As a personal-injury lawyer, Fitzsimmons thought what he saw in Webster was an obvious case of a man suffering a closed-head injury—the kind he’d seen plenty of times in people who had suffered through car crashes and industrial accidents. No fracture, no signs of physical damage to the skull, but sometimes severe psychiatric problems, memory loss, personality changes, aggressive behavior.

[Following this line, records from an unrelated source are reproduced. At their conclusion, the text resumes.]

//! Telegram Bot API transport: `getUpdates` long-polling and `sendMessage`.

use anyhow::{Result, bail};
use async_trait::async_trait;
use reqwest::Client;
use serde::{Deserialize, Serialize};
use std::sync::atomic::{AtomicI64, Ordering};
use std::time::Duration;

use super::chunk::split_utf16;
use super::{InboundMessage, Transport};

const API_BASE: &str = "https://api.telegram.org";
/// Seconds Telegram holds a `getUpdates` request open.
const LONG_POLL_SECS: u64 = 30;
/// `sendMessage` rejects text longer than this many UTF-16 code units.
const MESSAGE_LIMIT_UTF16: usize = 4096;

#[derive(Deserialize, Debug)]
struct Update {
    update_id: i64,
    message: Option<Message>,
}

#[derive(Deserialize, Debug)]
struct Message {
    chat: Chat,
    text: Option<String>,
}

#[derive(Deserialize, Debug)]
struct Chat {
    id: i64,
}

#[derive(Deserialize, Debug)]
struct ApiResponse<T> {
    ok: bool,
    result: Option<T>,
    description: Option<String>,
}

#[derive(Serialize)]
struct SendMessage<'a> {
    chat_id: i64,
    text: &'a str,
}

pub struct TelegramTransport {
    token: String,
    base_url: String,
    client: Client,
    /// Next `update_id` to ask for; everything below it is acknowledged.
    offset: AtomicI64,
}

impl std::fmt::Debug for TelegramTransport {
    fn fmt(&self, f: &mut std::fmt::Formatter<'_>) -> std::fmt::Result {
        f.debug_struct("TelegramTransport")
            .field("base_url", &self.base_url)
            .field("offset", &self.offset.load(Ordering::Relaxed))
            .finish_non_exhaustive()
    }
}

impl TelegramTransport {
    pub fn new(token: impl Into<String>) -> Self {
        Self {
            token: token.into(),
            base_url: API_BASE.to_string(),
            client: Client::builder()
                .timeout(Duration::from_secs(LONG_POLL_SECS * 2))
                .build()
                .unwrap_or_default(),
            offset: AtomicI64::new(0),
        }
    }

    /// Point at a different API host (local Bot API server, test stub).
    pub fn with_base_url(mut self, base_url: impl Into<String>) -> Self {
        self.base_url = base_url.into().trim_end_matches('/').to_string();
        self
    }

    fn method_url(&self, method: &str) -> String {
        format!("{}/bot{}/{method}", self.base_url, self.token)
    }
}

#[async_trait]
impl Transport for TelegramTransport {
    fn name(&self) -> &str {
        "telegram"
    }

    async fn poll(&self) -> Result<Vec<InboundMessage>> {
        let offset = self.offset.load(Ordering::SeqCst);
        let response = self
            .client
            .get(format!(
                "{}?offset={offset}&timeout={LONG_POLL_SECS}",
                self.method_url("getUpdates")
            ))
            .send()
            .await?
            .json::<ApiResponse<Vec<Update>>>()
            .await?;

        if !response.ok {
            bail!(
                "Telegram getUpdates failed: {}",
                response.description.unwrap_or_else(|| "ok=false".to_string())
            );
        }

        let updates = response.result.unwrap_or_default();
        Ok(collect_messages(updates, &self.offset))
    }

    async fn send(&self, chat_id: i64, text: &str) -> Result<()> {
        // A chunk within the character limit can still exceed the UTF-16 one.
        for piece in split_utf16(text, MESSAGE_LIMIT_UTF16) {
            let response = self
                .client
                .post(self.method_url("sendMessage"))
                .json(&SendMessage {
                    chat_id,
                    text: &piece,
                })
                .send()
                .await?
                .json::<ApiResponse<serde_json::Value>>()
                .await?;

            if !response.ok {
                bail!(
                    "Telegram sendMessage failed: {}",
                    response.description.unwrap_or_else(|| "ok=false".to_string())
                );
            }
        }
        Ok(())
    }
}

/// Advance `offset` past every update and keep the ones carrying text.
fn collect_messages(updates: Vec<Update>, offset: &AtomicI64) -> Vec<InboundMessage> {
    let mut messages = Vec::new();
    for update in updates {
        offset.fetch_max(update.update_id + 1, Ordering::SeqCst);
        if let Some(Message {
            chat,
            text: Some(text),
        }) = update.message
        {
            messages.push(InboundMessage {
                chat_id: chat.id,
                text,
            });
        }
    }
    messages
}
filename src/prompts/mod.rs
pub mod unit;
//! Structured logging setup.
//!
//! Filter priority: `RUST_LOG` > the `level` argument > `info`.
//! Debug builds print human-readable output, release builds emit JSON.

use tracing_subscriber::{EnvFilter, fmt, layer::SubscriberExt, util::SubscriberInitExt};

/// Install the global subscriber. Calling it twice is harmless.
pub fn init(level: &str) {
    let env_filter = EnvFilter::try_from_default_env()
        .unwrap_or_else(|_| EnvFilter::new(directive_for(level)));

    #[cfg(debug_assertions)]
    {
        tracing_subscriber::registry()
            .with(env_filter)
            .with(
                fmt::layer()
                    .pretty()
                    .with_target(false)
                    .with_writer(std::io::stderr),
            )
            .try_init()
            .ok();
    }

    #[cfg(not(debug_assertions))]
    {
        tracing_subscriber::registry()
            .with(env_filter)
            .with(
                fmt::layer()
                    .json()
                    .with_current_span(true)
                    .with_writer(std::io::stderr),
            )
            .try_init()
            .ok();
    }
}

/// `warn` for third-party crates, `level` for ours. Unknown levels fall back to `info`.
fn directive_for(level: &str) -> String {
    let level = level.trim().to_lowercase();
    let level = match level.as_str() {
        "trace" | "debug" | "info" | "warn" | "error" | "off" => level.as_str(),
        _ => "info",
    };
    format!("warn,troupe={level}")
}
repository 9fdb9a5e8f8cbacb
//! Progress events for interactive front ends.
//!
//! A crew built with an [`EventBus`] emits an [`Event`] at each step of a
//! run; front ends subscribe via [`EventBus::subscribe`]. Built on
//! [`tokio::sync::broadcast`] so multiple listeners can react independently.
//! A crew without a bus runs silently.

use std::path::PathBuf;

use tokio::sync::broadcast;

/// Events that flow out of a run.
#[derive(Debug, Clone, PartialEq)]
pub enum Event {
    RunStarted { units: usize, process: String },
    /// `index` is zero-based.
    UnitStarted {
        index: usize,
        total: usize,
        role: String,
    },
    CapabilitySkipped {
        role: String,
        capability: String,
        missing: Vec<String>,
    },
    CapabilityFailed {
        role: String,
        capability: String,
        error: String,
    },
    UnitFinished {
        index: usize,
        total: usize,
        role: String,
        result: String,
    },
    OutputSaved { path: PathBuf },
    RunFinished { units: usize },
}

/// A broadcast channel that any component can emit to or subscribe from.
#[derive(Debug)]
pub struct EventBus {
    tx: broadcast::Sender<Event>,
}

impl EventBus {
    /// Create a new event bus with the given channel capacity.
    pub fn new(capacity: usize) -> Self {
        let (tx, _) = broadcast::channel(capacity);
        Self { tx }
    }

    /// Emit an event to all current subscribers.
    /// Returns the number of receivers that will see it.
    pub fn emit(&self, event: Event) -> usize {
        self.tx.send(event).unwrap_or(0)
    }

    /// Subscribe to events. Returns a receiver that yields all
    /// future events (does not replay past ones).
    pub fn subscribe(&self) -> broadcast::Receiver<Event> {
        self.tx.subscribe()
    }
}

impl Default for EventBus {
    fn default() -> Self {
        Self::new(64)
    }
}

“Please help me,” Mike Webster said.
It took Fitzsimmons a year and a half to hunt down all of Webster’s medical records, scattered in doctors’ offices throughout western Pennsylvania and West Virginia. He sent Webster for four separate medical evaluations, and all four doctors confirmed Fitzsimmons’s suspicion: closed-head injury as a result of multiple concussions.
Fitzsimmons filed the disability claim with the NFL. There are several levels of disability with the NFL, and Mike Webster was awarded the lowest one: partial, about $3,000 a month.